Source data Block Start
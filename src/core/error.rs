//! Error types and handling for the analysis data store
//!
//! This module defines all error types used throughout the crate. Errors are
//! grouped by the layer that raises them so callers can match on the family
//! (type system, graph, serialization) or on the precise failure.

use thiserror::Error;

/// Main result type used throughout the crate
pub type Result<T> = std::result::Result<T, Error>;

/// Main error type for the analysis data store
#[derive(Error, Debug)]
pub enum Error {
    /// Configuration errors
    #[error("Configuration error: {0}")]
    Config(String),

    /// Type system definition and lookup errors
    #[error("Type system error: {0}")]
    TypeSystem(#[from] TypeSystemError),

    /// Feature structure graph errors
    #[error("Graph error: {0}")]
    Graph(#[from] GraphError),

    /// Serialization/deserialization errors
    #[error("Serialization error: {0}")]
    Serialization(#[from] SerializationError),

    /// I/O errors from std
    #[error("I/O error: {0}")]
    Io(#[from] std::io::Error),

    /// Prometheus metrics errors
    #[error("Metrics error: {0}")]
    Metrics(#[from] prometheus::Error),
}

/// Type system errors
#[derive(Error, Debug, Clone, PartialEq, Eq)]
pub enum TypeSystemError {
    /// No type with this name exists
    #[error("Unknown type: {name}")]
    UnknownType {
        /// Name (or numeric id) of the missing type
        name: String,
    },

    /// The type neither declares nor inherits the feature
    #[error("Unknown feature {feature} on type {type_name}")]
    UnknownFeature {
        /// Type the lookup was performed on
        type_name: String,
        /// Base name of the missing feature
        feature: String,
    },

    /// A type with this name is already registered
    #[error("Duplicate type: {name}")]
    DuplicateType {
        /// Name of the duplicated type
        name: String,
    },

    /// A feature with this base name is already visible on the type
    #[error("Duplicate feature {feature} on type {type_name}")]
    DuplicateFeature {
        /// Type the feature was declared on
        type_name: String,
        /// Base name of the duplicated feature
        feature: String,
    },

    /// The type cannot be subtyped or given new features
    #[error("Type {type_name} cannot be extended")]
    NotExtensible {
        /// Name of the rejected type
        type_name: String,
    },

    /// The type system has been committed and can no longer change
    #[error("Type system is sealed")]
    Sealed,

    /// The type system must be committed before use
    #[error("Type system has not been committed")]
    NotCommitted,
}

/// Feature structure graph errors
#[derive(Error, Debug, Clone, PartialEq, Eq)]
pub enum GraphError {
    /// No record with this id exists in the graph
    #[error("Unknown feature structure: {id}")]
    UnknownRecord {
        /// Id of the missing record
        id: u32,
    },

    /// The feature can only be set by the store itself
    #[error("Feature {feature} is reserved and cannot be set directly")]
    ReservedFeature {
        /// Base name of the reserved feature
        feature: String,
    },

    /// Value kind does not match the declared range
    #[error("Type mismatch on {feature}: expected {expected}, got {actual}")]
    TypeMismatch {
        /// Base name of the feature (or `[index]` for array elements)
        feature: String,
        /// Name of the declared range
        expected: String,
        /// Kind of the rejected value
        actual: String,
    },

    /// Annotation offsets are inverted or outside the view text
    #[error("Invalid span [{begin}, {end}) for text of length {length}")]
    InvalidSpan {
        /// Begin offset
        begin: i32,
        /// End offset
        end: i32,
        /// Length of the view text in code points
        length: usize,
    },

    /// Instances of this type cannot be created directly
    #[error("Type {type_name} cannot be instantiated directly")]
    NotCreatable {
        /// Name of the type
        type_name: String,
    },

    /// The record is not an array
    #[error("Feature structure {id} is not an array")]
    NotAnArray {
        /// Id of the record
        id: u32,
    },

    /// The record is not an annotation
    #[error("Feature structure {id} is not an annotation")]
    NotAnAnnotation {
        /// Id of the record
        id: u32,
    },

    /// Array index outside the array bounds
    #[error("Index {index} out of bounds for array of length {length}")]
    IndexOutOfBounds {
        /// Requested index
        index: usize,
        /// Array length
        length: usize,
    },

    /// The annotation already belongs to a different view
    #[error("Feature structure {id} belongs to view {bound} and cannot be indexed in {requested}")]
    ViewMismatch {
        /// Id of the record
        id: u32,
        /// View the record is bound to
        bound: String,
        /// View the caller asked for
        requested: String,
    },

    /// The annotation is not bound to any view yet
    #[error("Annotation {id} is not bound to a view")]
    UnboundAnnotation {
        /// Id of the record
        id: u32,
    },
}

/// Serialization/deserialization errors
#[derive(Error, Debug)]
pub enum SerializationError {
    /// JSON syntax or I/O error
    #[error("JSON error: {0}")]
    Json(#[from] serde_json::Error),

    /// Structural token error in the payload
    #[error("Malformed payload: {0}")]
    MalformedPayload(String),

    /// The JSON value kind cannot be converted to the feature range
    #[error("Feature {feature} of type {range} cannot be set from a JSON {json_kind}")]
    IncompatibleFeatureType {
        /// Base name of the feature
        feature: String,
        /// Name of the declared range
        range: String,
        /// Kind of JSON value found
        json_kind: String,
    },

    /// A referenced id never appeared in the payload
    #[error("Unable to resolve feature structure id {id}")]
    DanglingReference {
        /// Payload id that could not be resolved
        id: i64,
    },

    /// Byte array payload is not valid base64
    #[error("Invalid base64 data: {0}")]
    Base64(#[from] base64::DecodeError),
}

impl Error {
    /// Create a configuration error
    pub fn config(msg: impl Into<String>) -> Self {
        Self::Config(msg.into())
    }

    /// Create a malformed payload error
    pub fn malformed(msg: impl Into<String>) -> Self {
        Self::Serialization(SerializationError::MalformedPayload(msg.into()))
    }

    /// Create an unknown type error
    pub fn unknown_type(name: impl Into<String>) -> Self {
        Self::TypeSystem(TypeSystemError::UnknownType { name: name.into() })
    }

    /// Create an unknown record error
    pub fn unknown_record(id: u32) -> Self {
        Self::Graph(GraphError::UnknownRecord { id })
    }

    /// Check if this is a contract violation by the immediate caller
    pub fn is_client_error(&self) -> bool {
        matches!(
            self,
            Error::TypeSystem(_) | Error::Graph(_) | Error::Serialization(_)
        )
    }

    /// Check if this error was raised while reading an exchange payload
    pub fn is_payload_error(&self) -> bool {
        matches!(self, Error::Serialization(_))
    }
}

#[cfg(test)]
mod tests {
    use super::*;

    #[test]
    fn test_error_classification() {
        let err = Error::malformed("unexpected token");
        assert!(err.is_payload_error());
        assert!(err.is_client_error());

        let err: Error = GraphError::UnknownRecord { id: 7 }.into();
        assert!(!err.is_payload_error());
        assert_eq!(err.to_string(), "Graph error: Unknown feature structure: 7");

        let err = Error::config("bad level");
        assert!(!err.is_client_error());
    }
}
Source data Block End
Source data Block Start
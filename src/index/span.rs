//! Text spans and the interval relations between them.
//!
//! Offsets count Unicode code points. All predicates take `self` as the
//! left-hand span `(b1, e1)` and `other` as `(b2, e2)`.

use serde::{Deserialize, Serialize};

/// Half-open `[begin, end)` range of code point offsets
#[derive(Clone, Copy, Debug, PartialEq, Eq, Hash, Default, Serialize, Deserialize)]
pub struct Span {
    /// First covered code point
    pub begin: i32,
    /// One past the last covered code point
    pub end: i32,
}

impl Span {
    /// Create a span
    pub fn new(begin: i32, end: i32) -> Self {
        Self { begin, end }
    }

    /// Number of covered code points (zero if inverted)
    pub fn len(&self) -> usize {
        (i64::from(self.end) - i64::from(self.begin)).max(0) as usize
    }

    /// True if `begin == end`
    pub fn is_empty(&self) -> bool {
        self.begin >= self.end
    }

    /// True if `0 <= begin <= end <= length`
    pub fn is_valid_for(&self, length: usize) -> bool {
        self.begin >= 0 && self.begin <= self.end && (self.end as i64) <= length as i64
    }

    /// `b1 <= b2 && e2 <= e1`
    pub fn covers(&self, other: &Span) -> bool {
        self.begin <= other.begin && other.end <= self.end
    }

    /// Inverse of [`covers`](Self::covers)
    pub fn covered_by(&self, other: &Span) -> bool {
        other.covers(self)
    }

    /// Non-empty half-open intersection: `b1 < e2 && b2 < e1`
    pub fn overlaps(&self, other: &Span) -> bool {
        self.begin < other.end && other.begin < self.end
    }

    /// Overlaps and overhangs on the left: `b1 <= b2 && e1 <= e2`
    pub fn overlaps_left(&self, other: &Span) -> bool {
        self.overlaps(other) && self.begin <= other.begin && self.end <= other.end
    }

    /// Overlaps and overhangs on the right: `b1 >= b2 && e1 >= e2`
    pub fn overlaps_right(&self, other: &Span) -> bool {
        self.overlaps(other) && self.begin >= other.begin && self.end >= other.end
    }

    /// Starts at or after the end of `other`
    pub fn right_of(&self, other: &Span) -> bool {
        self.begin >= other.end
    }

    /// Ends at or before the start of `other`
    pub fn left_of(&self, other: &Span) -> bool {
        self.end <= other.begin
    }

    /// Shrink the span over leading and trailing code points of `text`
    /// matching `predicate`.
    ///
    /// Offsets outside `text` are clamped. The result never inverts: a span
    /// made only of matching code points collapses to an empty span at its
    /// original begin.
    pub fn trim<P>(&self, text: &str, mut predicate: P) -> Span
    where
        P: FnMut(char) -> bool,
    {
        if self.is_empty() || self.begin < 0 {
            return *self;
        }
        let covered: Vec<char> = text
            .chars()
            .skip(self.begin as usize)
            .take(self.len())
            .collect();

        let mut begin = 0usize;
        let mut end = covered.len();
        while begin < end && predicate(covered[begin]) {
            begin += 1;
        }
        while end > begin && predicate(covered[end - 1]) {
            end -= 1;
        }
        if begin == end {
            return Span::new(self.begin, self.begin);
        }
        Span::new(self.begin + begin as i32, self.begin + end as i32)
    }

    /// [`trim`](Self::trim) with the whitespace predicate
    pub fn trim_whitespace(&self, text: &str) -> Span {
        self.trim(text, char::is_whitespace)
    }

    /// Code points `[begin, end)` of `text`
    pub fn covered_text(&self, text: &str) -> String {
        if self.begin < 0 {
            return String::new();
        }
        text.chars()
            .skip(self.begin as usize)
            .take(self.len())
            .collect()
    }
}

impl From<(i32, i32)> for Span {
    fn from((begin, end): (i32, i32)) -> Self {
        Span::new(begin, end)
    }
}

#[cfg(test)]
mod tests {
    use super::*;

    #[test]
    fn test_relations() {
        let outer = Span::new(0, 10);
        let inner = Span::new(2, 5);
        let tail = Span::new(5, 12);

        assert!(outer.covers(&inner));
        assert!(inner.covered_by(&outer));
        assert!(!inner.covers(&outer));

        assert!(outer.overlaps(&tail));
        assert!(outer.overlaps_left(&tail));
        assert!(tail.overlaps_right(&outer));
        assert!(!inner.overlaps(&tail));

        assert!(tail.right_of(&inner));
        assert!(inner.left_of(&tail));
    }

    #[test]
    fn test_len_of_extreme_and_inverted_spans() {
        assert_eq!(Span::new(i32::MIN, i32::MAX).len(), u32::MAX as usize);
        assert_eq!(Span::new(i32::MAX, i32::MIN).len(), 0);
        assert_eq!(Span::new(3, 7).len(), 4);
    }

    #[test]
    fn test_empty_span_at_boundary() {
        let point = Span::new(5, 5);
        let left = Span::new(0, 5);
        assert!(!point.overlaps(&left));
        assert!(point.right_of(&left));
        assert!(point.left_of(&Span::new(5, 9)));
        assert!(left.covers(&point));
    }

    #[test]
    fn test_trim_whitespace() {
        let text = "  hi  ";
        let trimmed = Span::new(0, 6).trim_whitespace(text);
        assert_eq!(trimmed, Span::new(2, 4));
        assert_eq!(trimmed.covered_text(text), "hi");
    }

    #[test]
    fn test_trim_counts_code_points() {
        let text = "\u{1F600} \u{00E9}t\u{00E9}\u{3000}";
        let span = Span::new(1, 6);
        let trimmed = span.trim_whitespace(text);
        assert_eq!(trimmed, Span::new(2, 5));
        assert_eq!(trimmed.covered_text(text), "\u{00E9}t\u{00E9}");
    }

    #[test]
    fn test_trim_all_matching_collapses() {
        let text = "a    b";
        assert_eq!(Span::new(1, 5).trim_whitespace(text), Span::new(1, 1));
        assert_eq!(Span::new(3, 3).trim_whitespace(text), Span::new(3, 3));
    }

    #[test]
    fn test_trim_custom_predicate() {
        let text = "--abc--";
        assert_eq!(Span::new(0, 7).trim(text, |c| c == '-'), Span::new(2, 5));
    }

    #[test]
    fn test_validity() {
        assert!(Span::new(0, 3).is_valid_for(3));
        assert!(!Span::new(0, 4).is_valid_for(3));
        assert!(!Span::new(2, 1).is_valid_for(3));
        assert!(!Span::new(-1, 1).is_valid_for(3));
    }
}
Source data Block End
[Task brief] The answer should be one number: how many lines in the data contain the word "enum".

[Answer section] 4